What you have to do – Exactly as written, copy the lines of the data below from the first through the one containing "let config = Config::parse();".

========================================================================

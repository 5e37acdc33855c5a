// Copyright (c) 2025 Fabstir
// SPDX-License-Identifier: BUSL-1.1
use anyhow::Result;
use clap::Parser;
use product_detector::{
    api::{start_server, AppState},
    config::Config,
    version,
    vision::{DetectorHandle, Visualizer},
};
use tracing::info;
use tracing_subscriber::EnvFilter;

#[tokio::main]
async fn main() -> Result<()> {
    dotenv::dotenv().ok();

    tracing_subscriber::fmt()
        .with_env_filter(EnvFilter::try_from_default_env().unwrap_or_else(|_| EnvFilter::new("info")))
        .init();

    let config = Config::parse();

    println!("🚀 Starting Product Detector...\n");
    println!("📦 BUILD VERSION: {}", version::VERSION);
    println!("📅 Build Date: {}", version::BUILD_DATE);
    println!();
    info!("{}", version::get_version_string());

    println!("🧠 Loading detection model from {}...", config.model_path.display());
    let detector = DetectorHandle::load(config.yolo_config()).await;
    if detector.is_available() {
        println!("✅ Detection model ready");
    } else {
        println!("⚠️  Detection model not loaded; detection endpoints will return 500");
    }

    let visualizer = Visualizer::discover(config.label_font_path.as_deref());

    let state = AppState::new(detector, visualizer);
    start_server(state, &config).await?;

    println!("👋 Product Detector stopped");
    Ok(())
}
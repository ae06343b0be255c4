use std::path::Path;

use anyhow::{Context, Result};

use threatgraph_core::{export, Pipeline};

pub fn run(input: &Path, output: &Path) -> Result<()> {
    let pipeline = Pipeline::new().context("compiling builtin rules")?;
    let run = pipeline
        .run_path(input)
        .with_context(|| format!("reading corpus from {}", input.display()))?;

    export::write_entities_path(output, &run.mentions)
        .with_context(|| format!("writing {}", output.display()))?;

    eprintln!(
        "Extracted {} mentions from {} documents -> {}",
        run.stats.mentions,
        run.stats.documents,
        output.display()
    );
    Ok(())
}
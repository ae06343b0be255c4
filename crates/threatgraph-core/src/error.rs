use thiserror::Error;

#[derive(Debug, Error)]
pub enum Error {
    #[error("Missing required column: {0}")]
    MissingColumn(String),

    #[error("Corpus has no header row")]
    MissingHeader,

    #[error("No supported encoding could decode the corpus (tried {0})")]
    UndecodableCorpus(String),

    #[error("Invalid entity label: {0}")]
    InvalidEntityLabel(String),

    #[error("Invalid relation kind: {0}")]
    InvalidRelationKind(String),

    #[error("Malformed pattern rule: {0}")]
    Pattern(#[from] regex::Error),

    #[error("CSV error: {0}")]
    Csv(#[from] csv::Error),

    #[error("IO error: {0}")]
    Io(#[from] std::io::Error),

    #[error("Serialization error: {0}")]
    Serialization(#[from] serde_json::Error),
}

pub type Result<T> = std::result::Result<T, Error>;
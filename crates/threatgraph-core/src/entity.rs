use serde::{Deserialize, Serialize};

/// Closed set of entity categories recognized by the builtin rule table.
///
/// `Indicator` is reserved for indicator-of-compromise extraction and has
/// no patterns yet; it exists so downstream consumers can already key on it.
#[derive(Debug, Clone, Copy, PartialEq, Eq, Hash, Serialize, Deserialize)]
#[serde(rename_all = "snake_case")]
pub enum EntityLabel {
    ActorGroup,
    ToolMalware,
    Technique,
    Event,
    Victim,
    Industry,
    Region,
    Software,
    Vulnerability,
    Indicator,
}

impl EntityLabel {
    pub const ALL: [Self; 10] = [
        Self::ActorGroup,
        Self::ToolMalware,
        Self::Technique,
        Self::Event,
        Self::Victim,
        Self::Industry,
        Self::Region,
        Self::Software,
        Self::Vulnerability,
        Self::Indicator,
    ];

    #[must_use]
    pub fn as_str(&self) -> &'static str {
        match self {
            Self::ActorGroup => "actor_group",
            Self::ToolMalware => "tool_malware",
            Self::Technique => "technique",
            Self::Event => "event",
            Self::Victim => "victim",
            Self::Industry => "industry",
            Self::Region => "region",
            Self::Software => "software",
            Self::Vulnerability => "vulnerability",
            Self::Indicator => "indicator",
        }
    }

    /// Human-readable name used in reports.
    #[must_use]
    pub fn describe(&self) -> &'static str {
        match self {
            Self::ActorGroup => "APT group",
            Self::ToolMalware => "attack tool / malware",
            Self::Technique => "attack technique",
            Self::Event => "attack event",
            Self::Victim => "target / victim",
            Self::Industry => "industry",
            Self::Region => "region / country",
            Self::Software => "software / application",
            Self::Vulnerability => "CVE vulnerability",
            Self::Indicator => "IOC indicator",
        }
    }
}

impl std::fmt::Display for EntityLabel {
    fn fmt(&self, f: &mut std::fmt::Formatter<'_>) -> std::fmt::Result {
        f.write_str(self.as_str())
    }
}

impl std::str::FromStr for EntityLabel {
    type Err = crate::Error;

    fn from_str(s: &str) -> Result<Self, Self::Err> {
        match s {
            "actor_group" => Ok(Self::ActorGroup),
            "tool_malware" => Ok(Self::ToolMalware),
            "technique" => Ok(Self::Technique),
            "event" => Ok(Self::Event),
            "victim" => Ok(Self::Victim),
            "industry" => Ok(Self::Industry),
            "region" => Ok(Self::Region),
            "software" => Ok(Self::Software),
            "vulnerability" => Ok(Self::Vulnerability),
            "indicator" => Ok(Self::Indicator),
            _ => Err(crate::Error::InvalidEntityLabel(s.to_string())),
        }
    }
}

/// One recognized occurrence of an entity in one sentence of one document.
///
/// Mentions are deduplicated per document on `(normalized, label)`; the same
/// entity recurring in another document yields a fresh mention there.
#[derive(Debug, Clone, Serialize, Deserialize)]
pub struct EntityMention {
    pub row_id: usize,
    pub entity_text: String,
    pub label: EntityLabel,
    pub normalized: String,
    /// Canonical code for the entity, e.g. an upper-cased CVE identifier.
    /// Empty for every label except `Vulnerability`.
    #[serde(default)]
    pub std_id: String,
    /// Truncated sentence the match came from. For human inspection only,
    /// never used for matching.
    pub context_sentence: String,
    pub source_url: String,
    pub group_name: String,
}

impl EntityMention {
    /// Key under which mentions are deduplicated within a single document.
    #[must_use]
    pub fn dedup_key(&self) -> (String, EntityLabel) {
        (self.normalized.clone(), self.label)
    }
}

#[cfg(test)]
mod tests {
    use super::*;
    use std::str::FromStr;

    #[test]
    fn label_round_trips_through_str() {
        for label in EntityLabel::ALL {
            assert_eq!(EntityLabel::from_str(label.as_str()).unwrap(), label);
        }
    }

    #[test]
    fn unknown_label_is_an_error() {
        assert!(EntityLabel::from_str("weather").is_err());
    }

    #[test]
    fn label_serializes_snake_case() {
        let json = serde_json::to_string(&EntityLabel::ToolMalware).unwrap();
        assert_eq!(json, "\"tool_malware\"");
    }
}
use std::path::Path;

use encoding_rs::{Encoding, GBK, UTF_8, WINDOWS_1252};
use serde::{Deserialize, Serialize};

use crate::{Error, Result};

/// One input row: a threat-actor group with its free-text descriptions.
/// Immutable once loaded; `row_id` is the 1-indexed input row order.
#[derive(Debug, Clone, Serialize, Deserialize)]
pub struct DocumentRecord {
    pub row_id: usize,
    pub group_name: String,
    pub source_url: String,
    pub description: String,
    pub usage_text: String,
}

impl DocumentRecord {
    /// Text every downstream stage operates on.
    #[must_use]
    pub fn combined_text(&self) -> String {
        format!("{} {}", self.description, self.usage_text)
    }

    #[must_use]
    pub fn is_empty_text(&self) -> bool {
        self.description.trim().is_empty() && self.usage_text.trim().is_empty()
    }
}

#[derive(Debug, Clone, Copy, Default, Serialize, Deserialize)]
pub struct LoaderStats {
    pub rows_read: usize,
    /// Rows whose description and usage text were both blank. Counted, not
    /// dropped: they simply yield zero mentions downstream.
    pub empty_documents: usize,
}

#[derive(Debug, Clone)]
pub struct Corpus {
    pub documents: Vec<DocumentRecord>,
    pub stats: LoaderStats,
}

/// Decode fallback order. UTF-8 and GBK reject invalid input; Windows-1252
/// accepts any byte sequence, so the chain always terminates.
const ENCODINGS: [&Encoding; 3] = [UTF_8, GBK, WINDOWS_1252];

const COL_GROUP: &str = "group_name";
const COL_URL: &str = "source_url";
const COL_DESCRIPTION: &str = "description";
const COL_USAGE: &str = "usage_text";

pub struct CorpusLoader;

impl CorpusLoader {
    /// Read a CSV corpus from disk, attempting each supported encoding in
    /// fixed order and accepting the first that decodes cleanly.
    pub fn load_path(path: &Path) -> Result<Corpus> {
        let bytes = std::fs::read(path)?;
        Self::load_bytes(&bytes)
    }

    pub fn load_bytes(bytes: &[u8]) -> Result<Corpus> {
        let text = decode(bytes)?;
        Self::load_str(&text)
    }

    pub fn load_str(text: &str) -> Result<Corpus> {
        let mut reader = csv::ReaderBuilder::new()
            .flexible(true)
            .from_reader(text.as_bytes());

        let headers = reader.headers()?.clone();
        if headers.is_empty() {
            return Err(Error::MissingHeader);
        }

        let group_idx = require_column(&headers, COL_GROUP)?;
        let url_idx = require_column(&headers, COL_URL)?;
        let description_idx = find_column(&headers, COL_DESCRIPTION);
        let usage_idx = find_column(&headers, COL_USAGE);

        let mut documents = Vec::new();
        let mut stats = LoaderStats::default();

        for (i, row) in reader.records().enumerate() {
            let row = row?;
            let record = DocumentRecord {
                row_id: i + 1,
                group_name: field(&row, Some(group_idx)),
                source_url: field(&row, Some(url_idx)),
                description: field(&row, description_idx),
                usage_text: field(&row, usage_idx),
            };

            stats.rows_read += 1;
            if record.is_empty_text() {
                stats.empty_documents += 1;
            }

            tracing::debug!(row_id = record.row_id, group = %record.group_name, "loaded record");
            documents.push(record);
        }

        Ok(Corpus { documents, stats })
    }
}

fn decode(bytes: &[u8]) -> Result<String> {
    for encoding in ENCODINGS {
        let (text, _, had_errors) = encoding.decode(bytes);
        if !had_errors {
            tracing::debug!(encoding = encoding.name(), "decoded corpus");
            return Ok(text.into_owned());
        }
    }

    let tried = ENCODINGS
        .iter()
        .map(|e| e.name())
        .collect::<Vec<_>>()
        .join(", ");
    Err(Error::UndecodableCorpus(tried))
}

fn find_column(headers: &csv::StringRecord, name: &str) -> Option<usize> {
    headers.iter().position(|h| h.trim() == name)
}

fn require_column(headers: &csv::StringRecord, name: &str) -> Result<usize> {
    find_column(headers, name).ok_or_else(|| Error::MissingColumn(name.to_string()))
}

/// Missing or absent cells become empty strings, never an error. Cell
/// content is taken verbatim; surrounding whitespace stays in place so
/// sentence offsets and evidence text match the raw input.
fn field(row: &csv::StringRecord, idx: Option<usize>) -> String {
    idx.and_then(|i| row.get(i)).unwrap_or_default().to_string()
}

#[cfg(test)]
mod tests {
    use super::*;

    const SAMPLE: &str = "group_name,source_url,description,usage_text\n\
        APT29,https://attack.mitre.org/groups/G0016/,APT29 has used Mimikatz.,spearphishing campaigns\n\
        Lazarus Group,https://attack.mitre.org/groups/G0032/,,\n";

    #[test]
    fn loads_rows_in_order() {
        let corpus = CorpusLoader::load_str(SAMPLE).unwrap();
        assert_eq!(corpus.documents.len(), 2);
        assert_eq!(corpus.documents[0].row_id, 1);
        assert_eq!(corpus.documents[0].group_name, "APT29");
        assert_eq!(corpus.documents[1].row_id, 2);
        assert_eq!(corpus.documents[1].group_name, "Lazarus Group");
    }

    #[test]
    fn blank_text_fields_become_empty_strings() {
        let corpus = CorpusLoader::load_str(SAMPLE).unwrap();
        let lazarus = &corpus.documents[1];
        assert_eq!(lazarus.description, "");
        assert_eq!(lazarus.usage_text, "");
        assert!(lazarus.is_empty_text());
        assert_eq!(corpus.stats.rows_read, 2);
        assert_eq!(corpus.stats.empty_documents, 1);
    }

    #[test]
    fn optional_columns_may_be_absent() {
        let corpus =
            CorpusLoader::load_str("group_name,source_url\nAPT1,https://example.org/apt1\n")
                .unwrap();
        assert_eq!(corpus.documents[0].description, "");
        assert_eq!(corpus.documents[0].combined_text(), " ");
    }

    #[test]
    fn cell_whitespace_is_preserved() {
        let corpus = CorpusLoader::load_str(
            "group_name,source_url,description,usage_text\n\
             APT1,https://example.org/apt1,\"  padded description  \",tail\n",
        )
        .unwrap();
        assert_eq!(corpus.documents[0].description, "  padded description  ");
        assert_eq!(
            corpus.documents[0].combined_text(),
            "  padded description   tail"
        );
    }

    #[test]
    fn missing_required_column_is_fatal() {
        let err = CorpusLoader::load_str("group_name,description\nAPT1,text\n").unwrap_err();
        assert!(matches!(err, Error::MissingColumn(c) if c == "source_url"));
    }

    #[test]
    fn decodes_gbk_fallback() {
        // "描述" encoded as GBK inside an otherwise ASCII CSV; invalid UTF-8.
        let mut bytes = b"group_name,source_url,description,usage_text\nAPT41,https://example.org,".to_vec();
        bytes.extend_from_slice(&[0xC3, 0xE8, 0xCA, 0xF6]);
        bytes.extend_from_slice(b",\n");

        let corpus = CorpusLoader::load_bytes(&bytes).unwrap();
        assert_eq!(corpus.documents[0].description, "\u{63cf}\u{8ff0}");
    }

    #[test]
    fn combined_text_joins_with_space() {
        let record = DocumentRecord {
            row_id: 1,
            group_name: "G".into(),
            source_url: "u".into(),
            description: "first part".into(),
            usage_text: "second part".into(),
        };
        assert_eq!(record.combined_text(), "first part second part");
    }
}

========================================================================

Result –
repository 5e37acdc33855c5a
// Copyright (c) 2025 Fabstir
// SPDX-License-Identifier: BUSL-1.1
use anyhow::Result;
use clap::Parser;
use product_detector::{
    api::{start_server, AppState},
    config::Config,
    version,
    vision::{DetectorHandle, Visualizer},
};
use tracing::info;
use tracing_subscriber::EnvFilter;

#[tokio::main]
async fn main() -> Result<()> {
    dotenv::dotenv().ok();

    tracing_subscriber::fmt()
        .with_env_filter(EnvFilter::try_from_default_env().unwrap_or_else(|_| EnvFilter::new("info")))
        .init();

    let config = Config::parse();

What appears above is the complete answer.